BEGIN Records for the task

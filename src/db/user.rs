//! User model for agora.

use serde::Serialize;

/// A registered forum user.
///
/// Nicknames and emails are unique, compared case-insensitively.
#[derive(Debug, Clone, PartialEq, Eq, Serialize, sqlx::FromRow)]
pub struct User {
    /// Internal row ID.
    #[serde(skip)]
    pub id: i64,
    /// Unique handle, immutable after creation.
    pub nickname: String,
    /// Full name.
    pub fullname: String,
    /// Self-introduction text.
    pub about: String,
    /// Email address.
    pub email: String,
}

/// Data for creating a new user.
#[derive(Debug, Clone)]
pub struct NewUser {
    pub nickname: String,
    pub fullname: String,
    pub about: String,
    pub email: String,
}

impl NewUser {
    /// Create a new user with empty fullname and about.
    pub fn new(nickname: impl Into<String>, email: impl Into<String>) -> Self {
        Self {
            nickname: nickname.into(),
            fullname: String::new(),
            about: String::new(),
            email: email.into(),
        }
    }

    /// Set the full name.
    pub fn with_fullname(mut self, fullname: impl Into<String>) -> Self {
        self.fullname = fullname.into();
        self
    }

    /// Set the about text.
    pub fn with_about(mut self, about: impl Into<String>) -> Self {
        self.about = about.into();
        self
    }
}

/// Data for updating an existing user. Absent fields are left unchanged.
#[derive(Debug, Clone, Default)]
pub struct UserUpdate {
    pub fullname: Option<String>,
    pub about: Option<String>,
    pub email: Option<String>,
}

impl UserUpdate {
    /// Create an empty update.
    pub fn new() -> Self {
        Self::default()
    }

    /// Set the full name.
    pub fn fullname(mut self, fullname: impl Into<String>) -> Self {
        self.fullname = Some(fullname.into());
        self
    }

    /// Set the about text.
    pub fn about(mut self, about: impl Into<String>) -> Self {
        self.about = Some(about.into());
        self
    }

    /// Set the email.
    pub fn email(mut self, email: impl Into<String>) -> Self {
        self.email = Some(email.into());
        self
    }

    /// Check if the update changes nothing.
    pub fn is_empty(&self) -> bool {
        self.fullname.is_none() && self.about.is_none() && self.email.is_none()
    }
}
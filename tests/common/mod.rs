//! Shared helpers for agora integration tests.

#![allow(dead_code)]

use agora::db::NewUser;
use agora::forum::{ForumService, NewForum, NewThread, Post, Thread};
use agora::Database;

/// Register users and create a forum owned by the first one.
pub async fn seed_forum(db: &Database, slug: &str, nicknames: &[&str]) {
    let service = ForumService::new(db);
    for nickname in nicknames {
        let outcome = service
            .create_user(&NewUser::new(*nickname, format!("{nickname}@example.com")))
            .await
            .unwrap();
        assert!(outcome.is_created(), "user {nickname} already exists");
    }

    let owner = nicknames.first().copied().unwrap_or("admin");
    let outcome = service
        .create_forum(&NewForum::new(slug, format!("Forum {slug}"), owner))
        .await
        .unwrap();
    assert!(outcome.is_created(), "forum {slug} already exists");
}

/// Create a thread in a forum.
pub async fn seed_thread(db: &Database, forum: &str, author: &str, slug: &str) -> Thread {
    ForumService::new(db)
        .create_thread(
            forum,
            &NewThread::new(format!("Thread {slug}"), author, "Opening post").with_slug(slug),
        )
        .await
        .unwrap()
        .created()
        .unwrap()
}

/// Ids of a page of posts, in page order.
pub fn post_ids(posts: &[Post]) -> Vec<i64> {
    posts.iter().map(|p| p.id).collect()
}
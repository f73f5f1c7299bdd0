//! Thread model for agora.

use std::fmt;

use chrono::{DateTime, Utc};
use serde::Serialize;

/// A discussion thread in a forum.
#[derive(Debug, Clone, PartialEq, Eq, Serialize, sqlx::FromRow)]
pub struct Thread {
    /// Unique thread ID.
    pub id: i64,
    /// Internal ID of the forum.
    #[serde(skip)]
    pub forum_id: i64,
    /// Slug of the forum.
    pub forum: String,
    /// Nickname of the author.
    pub author: String,
    pub title: String,
    pub message: String,
    /// Optional unique slug.
    #[serde(skip_serializing_if = "Option::is_none")]
    pub slug: Option<String>,
    /// Sum of all votes.
    pub votes: i64,
    pub created: DateTime<Utc>,
}

/// Data for creating a new thread.
#[derive(Debug, Clone)]
pub struct NewThread {
    pub title: String,
    /// Nickname of the author.
    pub author: String,
    pub message: String,
    /// Creation time; defaults to now.
    pub created: Option<DateTime<Utc>>,
    pub slug: Option<String>,
}

impl NewThread {
    /// Create a new thread with required fields.
    pub fn new(
        title: impl Into<String>,
        author: impl Into<String>,
        message: impl Into<String>,
    ) -> Self {
        Self {
            title: title.into(),
            author: author.into(),
            message: message.into(),
            created: None,
            slug: None,
        }
    }

    pub fn with_slug(mut self, slug: impl Into<String>) -> Self {
        self.slug = Some(slug.into());
        self
    }

    pub fn with_created(mut self, created: DateTime<Utc>) -> Self {
        self.created = Some(created);
        self
    }
}

/// Data for updating an existing thread. Absent fields are left unchanged.
#[derive(Debug, Clone, Default)]
pub struct ThreadUpdate {
    pub title: Option<String>,
    pub message: Option<String>,
}

impl ThreadUpdate {
    /// Create an empty update.
    pub fn new() -> Self {
        Self::default()
    }

    /// Set new title.
    pub fn title(mut self, title: impl Into<String>) -> Self {
        self.title = Some(title.into());
        self
    }

    /// Set new message.
    pub fn message(mut self, message: impl Into<String>) -> Self {
        self.message = Some(message.into());
        self
    }

    /// Check if no fields are set.
    pub fn is_empty(&self) -> bool {
        self.title.is_none() && self.message.is_none()
    }
}

/// Reference to a thread by numeric id or by slug.
#[derive(Debug, Clone, PartialEq, Eq)]
pub enum ThreadRef {
    Id(i64),
    Slug(String),
}

impl ThreadRef {
    /// Interpret a path segment: all-digit values are ids, anything else a slug.
    pub fn parse(slug_or_id: &str) -> Self {
        if !slug_or_id.is_empty() && slug_or_id.bytes().all(|b| b.is_ascii_digit()) {
            if let Ok(id) = slug_or_id.parse() {
                return ThreadRef::Id(id);
            }
        }
        ThreadRef::Slug(slug_or_id.to_string())
    }
}

impl fmt::Display for ThreadRef {
    fn fmt(&self, f: &mut fmt::Formatter<'_>) -> fmt::Result {
        match self {
            ThreadRef::Id(id) => write!(f, "{id}"),
            ThreadRef::Slug(slug) => write!(f, "{slug}"),
        }
    }
}

impl From<i64> for ThreadRef {
    fn from(id: i64) -> Self {
        ThreadRef::Id(id)
    }
}

impl From<&str> for ThreadRef {
    fn from(slug: &str) -> Self {
        ThreadRef::Slug(slug.to_string())
    }
}

/// Query for the threads of a forum, ordered by creation time.
#[derive(Debug, Clone)]
pub struct ThreadListQuery {
    /// Inclusive bound on `created` in the chosen direction.
    pub since: Option<DateTime<Utc>>,
    pub limit: i64,
    pub desc: bool,
}

impl Default for ThreadListQuery {
    fn default() -> Self {
        Self {
            since: None,
            limit: super::DEFAULT_PAGE_LIMIT,
            desc: false,
        }
    }
}

#[cfg(test)]
mod tests {
    use super::*;

    #[test]
    fn test_new_thread_builder() {
        let thread = NewThread::new("Hello", "alice", "First!").with_slug("hello");
        assert_eq!(thread.title, "Hello");
        assert_eq!(thread.author, "alice");
        assert_eq!(thread.slug.as_deref(), Some("hello"));
        assert!(thread.created.is_none());
    }

    #[test]
    fn test_thread_update_empty() {
        assert!(ThreadUpdate::new().is_empty());
        assert!(!ThreadUpdate::new().message("edited").is_empty());
    }

    #[test]
    fn test_thread_ref_parse() {
        assert_eq!(ThreadRef::parse("42"), ThreadRef::Id(42));
        assert_eq!(ThreadRef::parse("my-thread"), ThreadRef::Slug("my-thread".to_string()));
        assert_eq!(ThreadRef::parse("42abc"), ThreadRef::Slug("42abc".to_string()));
        assert_eq!(ThreadRef::parse("-1"), ThreadRef::Slug("-1".to_string()));
        assert_eq!(ThreadRef::parse(""), ThreadRef::Slug(String::new()));
    }

    #[test]
    fn test_thread_serialization_omits_missing_slug() {
        let thread = Thread {
            id: 1,
            forum_id: 9,
            forum: "rust".to_string(),
            author: "alice".to_string(),
            title: "Hello".to_string(),
            message: "First".to_string(),
            slug: None,
            votes: 0,
            created: DateTime::parse_from_rfc3339("2024-01-15T10:30:00Z")
                .unwrap()
                .with_timezone(&Utc),
        };
        let json = serde_json::to_value(&thread).unwrap();
        assert!(json.get("slug").is_none());
        assert!(json.get("forum_id").is_none());
        assert_eq!(json["forum"], "rust");
        assert_eq!(json["created"], "2024-01-15T10:30:00Z");
    }
}
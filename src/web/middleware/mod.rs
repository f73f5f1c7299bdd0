//! Middleware for Web API.

pub mod cors;

pub use cors::create_cors_layer;
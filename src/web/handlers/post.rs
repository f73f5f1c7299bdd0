//! Post handlers for Web API.

use axum::{
    extract::{Path, Query, State},
    Json,
};
use std::sync::Arc;

use crate::forum::{ForumService, Post, PostDetails, RelatedSet};
use crate::web::dto::{DetailsQuery, UpdatePostRequest, ValidatedJson};
use crate::web::error::ApiError;
use crate::web::handlers::AppState;

/// GET /api/post/:id/details - Get a post with optional related entities.
pub async fn get_post(
    State(state): State<Arc<AppState>>,
    Path(id): Path<i64>,
    Query(query): Query<DetailsQuery>,
) -> Result<Json<PostDetails>, ApiError> {
    let details = ForumService::new(&state.db)
        .post_details(id, RelatedSet::parse(&query.related))
        .await?;
    Ok(Json(details))
}

/// POST /api/post/:id/details - Edit a post's message.
pub async fn update_post(
    State(state): State<Arc<AppState>>,
    Path(id): Path<i64>,
    ValidatedJson(req): ValidatedJson<UpdatePostRequest>,
) -> Result<Json<Post>, ApiError> {
    let post = ForumService::new(&state.db)
        .update_post(id, req.message.as_deref())
        .await?;
    Ok(Json(post))
}
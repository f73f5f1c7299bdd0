//! HTTP API for agora.
//!
//! JSON over HTTP, served by axum under `/api`.

pub mod dto;
pub mod error;
pub mod handlers;
pub mod middleware;
pub mod router;
pub mod server;

pub use error::ApiError;
pub use handlers::{AppState, SharedDatabase};
pub use router::create_router;
pub use server::WebServer;
//! agora - discussion forum store
//!
//! Users, forums, threads and tree-structured posts kept in SQLite, with
//! materialized post paths, cursor-paginated traversals, exact counters and
//! one-vote-per-user thread voting, served over a JSON HTTP API.

pub mod config;
pub mod datetime;
pub mod db;
pub mod error;
pub mod forum;
pub mod logging;
pub mod web;

pub use config::Config;
pub use db::{CreateOutcome, Database, GlobalStats, NewUser, User, UserRepository, UserUpdate};
pub use error::{AgoraError, Result};
pub use forum::{ForumService, Post, PostListQuery, SortMode, Thread, ThreadRef};
pub use web::WebServer;
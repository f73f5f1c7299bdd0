//! Paginated traversal of a thread's posts.
//!
//! Three orders are supported, each ascending or descending, each resumable
//! from the id of the last post of the previous page:
//!
//! - `flat`: by post id.
//! - `tree`: by materialized path, so every post directly follows its parent
//!   and earlier siblings' subtrees.
//! - `parent_tree`: whole top-level subtrees; `limit` counts top-level posts.
//!   Roots follow the chosen direction, posts inside a subtree are always in
//!   ascending tree order.
//!
//! The cursor post itself is never returned. A cursor that names no post
//! yields an empty page for `tree` and `parent_tree`.

use std::fmt;
use std::str::FromStr;

use sqlx::{QueryBuilder, Sqlite, SqlitePool};

use super::post::{rows_into_posts, Post, PostRow, POST_COLUMNS};
use super::DEFAULT_PAGE_LIMIT;
use crate::{AgoraError, Result};

/// Traversal order.
#[derive(Debug, Clone, Copy, PartialEq, Eq, Default)]
pub enum SortMode {
    #[default]
    Flat,
    Tree,
    ParentTree,
}

impl SortMode {
    pub fn as_str(&self) -> &'static str {
        match self {
            SortMode::Flat => "flat",
            SortMode::Tree => "tree",
            SortMode::ParentTree => "parent_tree",
        }
    }
}

impl fmt::Display for SortMode {
    fn fmt(&self, f: &mut fmt::Formatter<'_>) -> fmt::Result {
        f.write_str(self.as_str())
    }
}

impl FromStr for SortMode {
    type Err = AgoraError;

    fn from_str(s: &str) -> Result<Self> {
        match s {
            "flat" => Ok(SortMode::Flat),
            "tree" => Ok(SortMode::Tree),
            "parent_tree" => Ok(SortMode::ParentTree),
            _ => Err(AgoraError::BadRequest(format!("unknown sort mode: {s}"))),
        }
    }
}

/// Traversal direction.
#[derive(Debug, Clone, Copy, PartialEq, Eq, Default)]
pub enum Direction {
    #[default]
    Asc,
    Desc,
}

impl Direction {
    pub fn from_desc(desc: bool) -> Self {
        if desc {
            Direction::Desc
        } else {
            Direction::Asc
        }
    }

    fn keyword(self) -> &'static str {
        match self {
            Direction::Asc => "ASC",
            Direction::Desc => "DESC",
        }
    }

    /// Comparison selecting values strictly beyond a cursor.
    fn beyond(self) -> &'static str {
        match self {
            Direction::Asc => " > ",
            Direction::Desc => " < ",
        }
    }
}

/// A page request.
#[derive(Debug, Clone)]
pub struct PostListQuery {
    pub sort: SortMode,
    pub direction: Direction,
    /// Id of the last post of the previous page.
    pub since: Option<i64>,
    pub limit: i64,
}

impl Default for PostListQuery {
    fn default() -> Self {
        Self {
            sort: SortMode::Flat,
            direction: Direction::Asc,
            since: None,
            limit: DEFAULT_PAGE_LIMIT,
        }
    }
}

impl PostListQuery {
    pub fn new(sort: SortMode) -> Self {
        Self {
            sort,
            ..Self::default()
        }
    }

    pub fn desc(mut self, desc: bool) -> Self {
        self.direction = Direction::from_desc(desc);
        self
    }

    pub fn since(mut self, since: i64) -> Self {
        self.since = Some(since);
        self
    }

    pub fn limit(mut self, limit: i64) -> Self {
        self.limit = limit;
        self
    }

    /// The cursor, with 0 meaning none.
    fn cursor(&self) -> Option<i64> {
        self.since.filter(|&id| id != 0)
    }
}

/// Runs paginated post queries against persisted ids and paths.
pub struct TraversalEngine<'a> {
    pool: &'a SqlitePool,
}

impl<'a> TraversalEngine<'a> {
    /// Create a new TraversalEngine with the given database pool reference.
    pub fn new(pool: &'a SqlitePool) -> Self {
        Self { pool }
    }

    /// Fetch one page of posts of a thread.
    pub async fn list(&self, thread_id: i64, query: &PostListQuery) -> Result<Vec<Post>> {
        if query.limit <= 0 {
            return Ok(Vec::new());
        }

        let mut builder = match query.sort {
            SortMode::Flat => flat_query(thread_id, query),
            SortMode::Tree => tree_query(thread_id, query),
            SortMode::ParentTree => parent_tree_query(thread_id, query),
        };

        let rows = builder
            .build_query_as::<PostRow>()
            .fetch_all(self.pool)
            .await?;
        rows_into_posts(rows)
    }
}

fn select_posts() -> QueryBuilder<'static, Sqlite> {
    QueryBuilder::new(format!("SELECT {POST_COLUMNS} FROM posts WHERE "))
}

fn flat_query(thread_id: i64, query: &PostListQuery) -> QueryBuilder<'static, Sqlite> {
    let dir = query.direction;
    let mut builder = select_posts();
    builder.push("thread_id = ").push_bind(thread_id);

    if let Some(since) = query.cursor() {
        builder.push(" AND id").push(dir.beyond()).push_bind(since);
    }

    builder
        .push(format!(" ORDER BY id {} LIMIT ", dir.keyword()))
        .push_bind(query.limit);
    builder
}

fn tree_query(thread_id: i64, query: &PostListQuery) -> QueryBuilder<'static, Sqlite> {
    let dir = query.direction;
    let mut builder = select_posts();
    builder.push("thread_id = ").push_bind(thread_id);

    if let Some(since) = query.cursor() {
        builder
            .push(" AND path")
            .push(dir.beyond())
            .push("(SELECT path FROM posts WHERE id = ")
            .push_bind(since)
            .push(")");
    }

    builder
        .push(format!(" ORDER BY path {} LIMIT ", dir.keyword()))
        .push_bind(query.limit);
    builder
}

fn parent_tree_query(thread_id: i64, query: &PostListQuery) -> QueryBuilder<'static, Sqlite> {
    let dir = query.direction;
    let mut builder = select_posts();
    builder
        .push("root_id IN (SELECT id FROM posts WHERE thread_id = ")
        .push_bind(thread_id)
        .push(" AND parent = 0");

    if let Some(since) = query.cursor() {
        builder
            .push(" AND root_id")
            .push(dir.beyond())
            .push("(SELECT root_id FROM posts WHERE id = ")
            .push_bind(since)
            .push(")");
    }

    builder
        .push(format!(" ORDER BY id {} LIMIT ", dir.keyword()))
        .push_bind(query.limit)
        .push(format!(") ORDER BY root_id {}, path ASC", dir.keyword()));
    builder
}
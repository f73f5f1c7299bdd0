//! API error handling for the agora HTTP API.

use axum::{
    http::StatusCode,
    response::{IntoResponse, Response},
    Json,
};
use serde::Serialize;
use std::collections::HashMap;

use crate::AgoraError;

/// API error codes.
#[derive(Debug, Clone, Copy, PartialEq, Eq, Serialize)]
#[serde(rename_all = "SCREAMING_SNAKE_CASE")]
pub enum ErrorCode {
    /// Bad request (400).
    BadRequest,
    /// Not found (404).
    NotFound,
    /// Conflict (409).
    Conflict,
    /// Validation error (422) - for field-level validation errors.
    ValidationError,
    /// Internal server error (500).
    InternalError,
}

impl ErrorCode {
    /// Get the HTTP status code for this error.
    pub fn status_code(&self) -> StatusCode {
        match self {
            ErrorCode::BadRequest => StatusCode::BAD_REQUEST,
            ErrorCode::NotFound => StatusCode::NOT_FOUND,
            ErrorCode::Conflict => StatusCode::CONFLICT,
            ErrorCode::ValidationError => StatusCode::UNPROCESSABLE_ENTITY,
            ErrorCode::InternalError => StatusCode::INTERNAL_SERVER_ERROR,
        }
    }
}

/// API error response body.
#[derive(Debug, Serialize)]
pub struct ErrorBody {
    pub error: ErrorDetail,
}

/// Error detail.
#[derive(Debug, Serialize)]
pub struct ErrorDetail {
    pub code: ErrorCode,
    /// Human-readable message.
    pub message: String,
    /// Field-level validation error details (only present for validation errors).
    #[serde(skip_serializing_if = "Option::is_none")]
    pub details: Option<HashMap<String, Vec<String>>>,
}

/// API error type.
#[derive(Debug)]
pub struct ApiError {
    code: ErrorCode,
    message: String,
    details: Option<HashMap<String, Vec<String>>>,
}

impl ApiError {
    /// Create a new API error.
    pub fn new(code: ErrorCode, message: impl Into<String>) -> Self {
        Self {
            code,
            message: message.into(),
            details: None,
        }
    }

    /// Create a bad request error.
    pub fn bad_request(message: impl Into<String>) -> Self {
        Self::new(ErrorCode::BadRequest, message)
    }

    /// Create a not found error.
    pub fn not_found(message: impl Into<String>) -> Self {
        Self::new(ErrorCode::NotFound, message)
    }

    /// Create a conflict error.
    pub fn conflict(message: impl Into<String>) -> Self {
        Self::new(ErrorCode::Conflict, message)
    }

    /// Create an internal server error.
    pub fn internal(message: impl Into<String>) -> Self {
        Self::new(ErrorCode::InternalError, message)
    }

    /// Create a validation error with field-level details.
    pub fn validation(details: HashMap<String, Vec<String>>) -> Self {
        Self {
            code: ErrorCode::ValidationError,
            message: "Validation failed".to_string(),
            details: Some(details),
        }
    }

    /// Create a validation error for a single field.
    pub fn invalid_field(field: &str, message: impl Into<String>) -> Self {
        let mut details = HashMap::new();
        details.insert(field.to_string(), vec![message.into()]);
        Self::validation(details)
    }

    /// Create a validation error from validator::ValidationErrors.
    pub fn from_validation_errors(errors: validator::ValidationErrors) -> Self {
        let mut details: HashMap<String, Vec<String>> = HashMap::new();

        for (field, field_errors) in errors.field_errors() {
            let messages: Vec<String> = field_errors
                .iter()
                .map(|e| {
                    e.message
                        .as_ref()
                        .map(|m| m.to_string())
                        .unwrap_or_else(|| format!("Invalid value for {}", field))
                })
                .collect();
            details.insert(field.to_string(), messages);
        }

        Self::validation(details)
    }

    pub fn code(&self) -> ErrorCode {
        self.code
    }
}

impl IntoResponse for ApiError {
    fn into_response(self) -> Response {
        let status = self.code.status_code();
        let body = ErrorBody {
            error: ErrorDetail {
                code: self.code,
                message: self.message,
                details: self.details,
            },
        };
        (status, Json(body)).into_response()
    }
}

impl std::fmt::Display for ApiError {
    fn fmt(&self, f: &mut std::fmt::Formatter<'_>) -> std::fmt::Result {
        write!(f, "{:?}: {}", self.code, self.message)
    }
}

impl std::error::Error for ApiError {}

impl From<AgoraError> for ApiError {
    fn from(err: AgoraError) -> Self {
        match err {
            AgoraError::NotFound(_) => ApiError::not_found(err.to_string()),
            AgoraError::Conflict(msg) => ApiError::conflict(msg),
            AgoraError::BadRequest(msg) => ApiError::bad_request(msg),
            _ => {
                tracing::error!("Internal error: {}", err);
                ApiError::internal("An internal error occurred")
            }
        }
    }
}

#[cfg(test)]
mod tests {
    use super::*;

    #[test]
    fn test_error_code_status() {
        assert_eq!(ErrorCode::BadRequest.status_code(), StatusCode::BAD_REQUEST);
        assert_eq!(ErrorCode::NotFound.status_code(), StatusCode::NOT_FOUND);
        assert_eq!(ErrorCode::Conflict.status_code(), StatusCode::CONFLICT);
        assert_eq!(
            ErrorCode::ValidationError.status_code(),
            StatusCode::UNPROCESSABLE_ENTITY
        );
        assert_eq!(
            ErrorCode::InternalError.status_code(),
            StatusCode::INTERNAL_SERVER_ERROR
        );
    }

    #[test]
    fn test_from_agora_error() {
        let err = ApiError::from(AgoraError::not_found("thread"));
        assert_eq!(err.code(), ErrorCode::NotFound);
        assert_eq!(err.message, "thread not found");

        let err = ApiError::from(AgoraError::Conflict("parent post 3 is not in thread 1".into()));
        assert_eq!(err.code(), ErrorCode::Conflict);

        let err = ApiError::from(AgoraError::BadRequest("voice".into()));
        assert_eq!(err.code(), ErrorCode::BadRequest);
    }

    #[test]
    fn test_internal_error_is_opaque() {
        let err = ApiError::from(AgoraError::Database("disk I/O error at page 7".into()));
        assert_eq!(err.code(), ErrorCode::InternalError);
        assert!(!err.message.contains("page 7"));
    }

    #[test]
    fn test_invalid_field() {
        let err = ApiError::invalid_field("nickname", "Invalid characters");
        assert_eq!(err.code(), ErrorCode::ValidationError);

        let details = err.details.unwrap();
        assert_eq!(
            details.get("nickname").unwrap(),
            &vec!["Invalid characters".to_string()]
        );
    }
}
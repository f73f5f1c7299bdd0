//! Data Transfer Objects for Web API.

pub mod request;
pub mod validation;

pub use request::*;
pub use validation::{ValidatedJson, ValidatedJsonList};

END Records for the task

* _Assignment_
Find the word "crate" in the records. Copy every line it appears in.

* _Finished exercise_
use crate::forum::{ForumService, Post, PostDetails, RelatedSet};
use crate::web::dto::{DetailsQuery, UpdatePostRequest, ValidatedJson};
use crate::web::error::ApiError;
use crate::web::handlers::AppState;
use crate::{AgoraError, Result};
use crate::AgoraError;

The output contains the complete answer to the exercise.